Unterdessen wies die iranische Führung die EU-Kritik wegen des Massenprozesses gegen Regierungsgegner scharf zurück. Auf der Anklagebank sitzen auch zwei Mitarbeiter der britischen und der französischen Botschaft und eine französische Sprachlehrerin. Außenamtssprecher Hassan Ghaschghawi sagte am Montag vor Reportern in Teheran, die Verfahren seien »interne juristische Angelegenheit« Irans und nicht Sache der EU. Namentlich kritisierte Ghaschghawi den schwedischen Außenminister Carl Bildt, der von einer Herausforderung für die gesamte EU gesprochen hatte. Schweden hat derzeit die EU-Ratspräsidentschaft inne. »Diese Bemerkung, dass ein rechtmäßiger Prozess in einem Land gleichzeitig 27 andere Staaten herausfordert, spottet jeder juristischen Logik«, sagte Ghaschghawi.

Auch im Atomstreit schlug der Sprecher einen harten Ton an. »Wir sind nicht gegen Verhandlungen, aber wir erlauben den Weltmächten nicht, uns mit Fristen unter Druck zu setzen«, so Ghaschghawi.

Frankreich hat vor allzu großer Zuversicht in Bezug auf eine schnelle Freilassung der inhaftierten EU-Bürger gewarnt.
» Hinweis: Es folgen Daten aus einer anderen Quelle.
//! Config command implementation

use super::{describe_origin, SUCCESS};
use crate::config_loader::load_config;
use crate::output::OutputWriter;
use crate::output_types::{ConfigEntry, ConfigOutput};
use anyhow::{Context, Result};
use geometa_core::config::{CliConfigOverrides, ConfigSource};
use std::collections::HashMap;
use std::path::Path;
use tabled::Tabled;

#[derive(Tabled)]
struct ConfigRow {
    #[tabled(rename = "Key")]
    key: String,
    #[tabled(rename = "Value")]
    value: String,
    #[tabled(rename = "Source")]
    source: String,
}

pub fn execute(output: &OutputWriter, config_path: Option<&Path>) -> Result<u8> {
    let loaded = load_config(config_path, CliConfigOverrides::default())?;
    let (profile, origin) = loaded
        .config
        .resolve_profile()
        .context("Failed to resolve the organization profile")?;
    let mut inspection_map = loaded.config.to_inspection_map();

    if output.is_json() {
        let mut entry = |key: &str| -> Result<ConfigEntry> {
            let (value, source) = inspection_map
                .remove(key)
                .with_context(|| format!("Missing configuration key: {}", key))?;
            Ok(ConfigEntry { value, source })
        };
        let result = ConfigOutput {
            config_file: loaded.path.clone(),
            output_dir: entry("output_dir")?,
            thumbnail_size: entry("thumbnail_size")?,
            thumbnail_format: entry("thumbnail_format")?,
            profile: entry("profile")?,
            organization: profile.organization.name.clone(),
        };
        output.result(result)?;
        return Ok(SUCCESS);
    }

    output.section("Configuration Values");
    output.table(rows(inspection_map));

    output.section("Organization Profile");
    output.kv("Source", describe_origin(&origin));
    output.kv("Organization", &profile.organization.name);
    output.kv("Language", &profile.organization.language);
    output.kv("Terrain keywords", profile.presets.terrain.all_keywords().join(", "));
    output.kv("Orthoimage keywords", profile.presets.orthoimage.all_keywords().join(", "));

    output.section("Configuration Precedence");
    match &loaded.path {
        Some(path) => output.info(format!("Config file: {}", path.display())),
        None => output.info("No config file found; run 'geometa init' to create one"),
    }
    output.info("CLI arguments > Environment variables > Config file > Defaults");

    Ok(SUCCESS)
}

fn rows(map: HashMap<String, (String, ConfigSource)>) -> Vec<ConfigRow> {
    let mut rows: Vec<ConfigRow> = map
        .into_iter()
        .map(|(key, (value, source))| ConfigRow { key, value, source: format!("{:?}", source) })
        .collect();

    // Sort by key for consistent output
    rows.sort_by(|a, b| a.key.cmp(&b.key));
    rows
}
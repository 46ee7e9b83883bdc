use crate::commands::{FAILURE, PARTIAL_FAILURE, SUCCESS};
use crate::output::OutputWriter;
use crate::output_types::BatchItem;
use anyhow::{Context, Result};
use geometa_core::models::GenerationReport;
use geometa_core::naming::is_raster_file;
use geometa_core::GenerationPlan;
use std::collections::HashMap;
use std::fs;
use std::path::{Path, PathBuf};

/// Result of processing a single dataset in a batch
#[derive(Debug)]
pub enum DatasetResult {
    Generated(GenerationReport),
    Failed { path: PathBuf, error: String },
}

impl DatasetResult {
    pub fn path(&self) -> &Path {
        match self {
            DatasetResult::Generated(report) => &report.dataset,
            DatasetResult::Failed { path, .. } => path,
        }
    }
}

/// Summary of batch processing results
#[derive(Debug, Default)]
pub struct BatchSummary {
    pub results: Vec<DatasetResult>,
}

impl BatchSummary {
    pub fn new() -> Self {
        Self::default()
    }

    pub fn add(&mut self, result: DatasetResult) {
        self.results.push(result);
    }

    pub fn total(&self) -> usize {
        self.results.len()
    }

    /// Datasets with all three artifacts written
    pub fn complete_count(&self) -> usize {
        self.results
            .iter()
            .filter(|r| matches!(r, DatasetResult::Generated(report) if report.is_complete()))
            .count()
    }

    /// Datasets with at least one failed artifact
    pub fn partial_count(&self) -> usize {
        self.results
            .iter()
            .filter(|r| matches!(r, DatasetResult::Generated(report) if !report.is_complete()))
            .count()
    }

    /// Datasets that produced nothing
    pub fn failure_count(&self) -> usize {
        self.results.iter().filter(|r| matches!(r, DatasetResult::Failed { .. })).count()
    }

    pub fn all_succeeded(&self) -> bool {
        self.complete_count() == self.total()
    }

    /// Process status; non-zero whenever any artifact of any dataset failed
    pub fn status(&self) -> u8 {
        if self.failure_count() > 0 {
            FAILURE
        } else if self.partial_count() > 0 {
            PARTIAL_FAILURE
        } else {
            SUCCESS
        }
    }

    pub fn items(&self) -> Vec<BatchItem> {
        self.results
            .iter()
            .map(|result| match result {
                DatasetResult::Generated(report) => BatchItem {
                    path: report.dataset.clone(),
                    artifacts: report.outcomes.clone(),
                    error: None,
                },
                DatasetResult::Failed { path, error } => BatchItem {
                    path: path.clone(),
                    artifacts: Vec::new(),
                    error: Some(error.clone()),
                },
            })
            .collect()
    }

    /// Display summary to output
    pub fn display(&self, output: &OutputWriter) {
        output.section("Batch Summary");
        output.kv("Datasets", self.total());
        output.kv("Complete", self.complete_count());
        output.kv("Partial", self.partial_count());
        output.kv("Failed", self.failure_count());

        for result in &self.results {
            match result {
                DatasetResult::Generated(report) if report.is_complete() => {}
                DatasetResult::Generated(report) => {
                    for failure in report.failures() {
                        output.error(format!(
                            "{}: {} failed: {}",
                            report.dataset.display(),
                            failure.kind,
                            failure.message
                        ));
                    }
                }
                DatasetResult::Failed { error, .. } => {
                    output.error(format!("{}: {}", result.path().display(), error));
                }
            }
        }
    }
}

/// Scan a directory for rasters, sorted by path
pub fn scan_directory(dir_path: &Path, recursive: bool) -> Result<Vec<PathBuf>> {
    let mut discovered = Vec::new();
    scan_into(dir_path, recursive, &mut discovered)?;
    discovered.sort();
    Ok(discovered)
}

fn scan_into(dir_path: &Path, recursive: bool, discovered: &mut Vec<PathBuf>) -> Result<()> {
    let entries = fs::read_dir(dir_path)
        .with_context(|| format!("Failed to read directory: {}", dir_path.display()))?;

    for entry in entries {
        let entry = entry.context("Failed to read directory entry")?;
        let path = entry.path();

        if path.is_dir() {
            if recursive {
                scan_into(&path, recursive, discovered)?;
            }
            continue;
        }

        if is_raster(&path) {
            discovered.push(path);
        }
    }

    Ok(())
}

fn is_raster(path: &Path) -> bool {
    path.is_file() && is_raster_file(path)
}

/// Datasets whose planned artifacts overlap an earlier dataset's
///
/// Maps each later dataset to the first dataset claiming the same path.
pub fn find_collisions(plans: &[(PathBuf, GenerationPlan)]) -> HashMap<PathBuf, PathBuf> {
    let mut claimed: HashMap<&Path, &Path> = HashMap::new();
    let mut collisions = HashMap::new();

    for (dataset, plan) in plans {
        let paths = [&plan.paths.xml, &plan.paths.thumbnail, &plan.paths.pdf];
        if let Some(first) = paths.iter().find_map(|p| claimed.get(p.as_path())) {
            collisions.insert(dataset.clone(), first.to_path_buf());
            continue;
        }
        for path in paths {
            claimed.insert(path.as_path(), dataset.as_path());
        }
    }

    collisions
}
Sicherlich gebe es Hoffnung, dass die 24 Jahre alte französische Sprachlehrerin Clotilde Reiss aus dem Gefängnis komme, sagte der französische Außenminister Bernard Kouchner der Tageszeitung »Le Parisien« vom Montag. »Aber wann? Darüber weiß ich leider nichts.«

Von der Anhörung von Reiss und der Botschaftsmitarbeiterin Nazak Afshar am Samstag (8. Aug.) sei das Außenministerium in Paris überrascht worden. Das Verfahren sei ein Spektakel. Weiter wolle er sich nicht dazu äußern. Kouchner betonte, sowohl Reiss als auch die Franko-Iranerin Afshar seien nicht nur Franzosen, sondern auch EU-Bürger. Deswegen gebe es auch eine EU-Forderung nach Freilassung.

* Aus: Neues Deutschland, 11. August 2009


Fragezeichen

Von Roland Etzel **

Was da aus Teheraner Gefängnissen bekannt wurde, ist skandalös. Und obwohl auch diese üblen Geschichten von Ahmadinedschads Gegnerschaft politisch instrumentalisiert werden - für derartige Scheußlichkeiten kann es keinerlei Rechtfertigung geben. Dass aus so vielen Ländern Protest kommt, kann den Gefangenen aber helfen.

Dass Teheraner Verliese, vor allem das Evin-Gefängnis, für politische Häftlinge der Vorhof zur Hölle sein können, ist allerdings trauriger Normalzustand - seit mehr als 50 Jahren. Hier ließ der Schah in den 60er/70er Jahren von seinem Geheimdienst Savak Tausende politische Gegner zu Tode quälen, sehr viele davon Kommunisten der Tudeh-Partei. Im Westen interessierte das gar nicht, aber auch die kommunistischen »Bruder«-Parteien blieben schändlicherweise so gut wie stumm.

Als der Pfauenthron 1979 stürzte und die Ayatollahs die Macht übernahmen, änderte sich sehr vieles. Eines aber nicht: Politische Gegner landeten auch jetzt im Gefängnis, wurden malträtiert und massakriert. Und die jetzigen vermeintlichen Ikonen des Protestes, wenn nicht gar der Demokratie in Iran - Karrubi, Mussawi und Rafsandschani - hatten damals in den 80er und 90er Jahren höchste Staatsämter inne. Es sollte also erlaubt sein, hinter die politische Redlichkeit der erwähnten Herren, vor allem aber der westlichen Proteste kleine bis größere Fragezeichen zu setzen. An der Scheußlichkeit der Verbrechen ändert diese Anmerkung gar nichts.